## DATA:
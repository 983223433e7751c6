use config::{Config, ConfigError, File};
use serde::{Deserialize, Serialize};

use crate::application::services::{
    DEFAULT_HISTORY_WINDOW, DEFAULT_MAX_PROMPT_CHARS, DEFAULT_SYSTEM_PROMPT,
};
use crate::infrastructure::llm::{DEFAULT_ENDPOINT, DEFAULT_MODEL, DEFAULT_TIMEOUT};

use super::Environment;

/// Unprefixed variables accepted for existing deployments, mapped onto settings keys.
const LEGACY_OVERRIDES: [(&str, &str); 6] = [
    ("OPENROUTER_API_KEY", "llm.api_key"),
    ("OPENROUTER_URL", "llm.endpoint"),
    ("OPENROUTER_MODEL", "llm.model"),
    ("MAX_UPLOAD_MB", "extraction.max_upload_mb"),
    ("MAX_PROMPT_CHARS", "extraction.max_prompt_chars"),
    ("SERVER_PORT", "server.port"),
];

#[derive(Debug, Clone, Default, Serialize, Deserialize)]
pub struct Settings {
    pub server: ServerSettings,
    pub llm: LlmSettings,
    pub session: SessionSettings,
    pub extraction: ExtractionSettings,
    pub logging: LoggingSettings,
}

#[derive(Debug, Clone, Serialize, Deserialize)]
pub struct ServerSettings {
    pub host: String,
    pub port: u16,
}

#[derive(Debug, Clone, Serialize, Deserialize)]
pub struct LlmSettings {
    pub api_key: String,
    pub endpoint: String,
    pub model: String,
    pub timeout_seconds: u64,
    pub system_prompt: String,
}

#[derive(Debug, Clone, Serialize, Deserialize)]
pub struct SessionSettings {
    /// Prior turns replayed to the provider; zero replays the whole history.
    pub history_window: usize,
}

#[derive(Debug, Clone, Serialize, Deserialize)]
pub struct ExtractionSettings {
    pub max_upload_mb: u64,
    pub max_prompt_chars: usize,
    pub pdf: PdfExtractionSettings,
}

#[derive(Debug, Clone, Serialize, Deserialize)]
pub struct PdfExtractionSettings {
    pub enabled: bool,
}

#[derive(Debug, Clone, Serialize, Deserialize)]
pub struct LoggingSettings {
    pub level: String,
    pub enable_json: bool,
}

impl Default for ServerSettings {
    fn default() -> Self {
        Self {
            host: "0.0.0.0".to_string(),
            port: 5000,
        }
    }
}

impl Default for LlmSettings {
    fn default() -> Self {
        Self {
            api_key: String::new(),
            endpoint: DEFAULT_ENDPOINT.to_string(),
            model: DEFAULT_MODEL.to_string(),
            timeout_seconds: DEFAULT_TIMEOUT.as_secs(),
            system_prompt: DEFAULT_SYSTEM_PROMPT.to_string(),
        }
    }
}

impl Default for SessionSettings {
    fn default() -> Self {
        Self {
            history_window: DEFAULT_HISTORY_WINDOW,
        }
    }
}

impl Default for ExtractionSettings {
    fn default() -> Self {
        Self {
            max_upload_mb: 20,
            max_prompt_chars: DEFAULT_MAX_PROMPT_CHARS,
            pdf: PdfExtractionSettings { enabled: true },
        }
    }
}

impl Default for LoggingSettings {
    fn default() -> Self {
        Self {
            level: "info,concierge=debug,tower_http=debug".to_string(),
            enable_json: false,
        }
    }
}

impl ExtractionSettings {
    pub fn max_upload_bytes(&self) -> u64 {
        self.max_upload_mb * 1024 * 1024
    }
}

impl Settings {
    /// Layers, lowest precedence first: built-in defaults, `appsettings.{env}` (optional),
    /// `APP_`-prefixed variables (`APP_LLM__API_KEY`), then the legacy variables.
    pub fn load(environment: Environment) -> Result<Self, ConfigError> {
        Self::load_from(environment, |name| std::env::var(name).ok())
    }

    /// Same as [`Settings::load`] with legacy variables resolved through `lookup`.
    pub fn load_from(
        environment: Environment,
        lookup: impl Fn(&str) -> Option<String>,
    ) -> Result<Self, ConfigError> {
        let mut builder = Config::builder()
            .add_source(Config::try_from(&Settings::default())?)
            .add_source(
                File::with_name(&format!("appsettings.{}", environment.as_str()))
                    .required(false),
            )
            .add_source(
                config::Environment::with_prefix("APP")
                    .prefix_separator("_")
                    .separator("__")
                    .try_parsing(true),
            );

        for (variable, key) in LEGACY_OVERRIDES {
            let value = lookup(variable).filter(|v| !v.trim().is_empty());
            builder = builder.set_override_option(key, value)?;
        }

        builder.build()?.try_deserialize()
    }
}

## TASK ITEM:
Using the entries above, return each line that includes the word "impl".

## OUTPUT BELOW:
impl Default for ServerSettings {
impl Default for LlmSettings {
impl Default for SessionSettings {
impl Default for ExtractionSettings {
impl Default for LoggingSettings {
impl ExtractionSettings {
impl Settings {
        lookup: impl Fn(&str) -> Option<String>,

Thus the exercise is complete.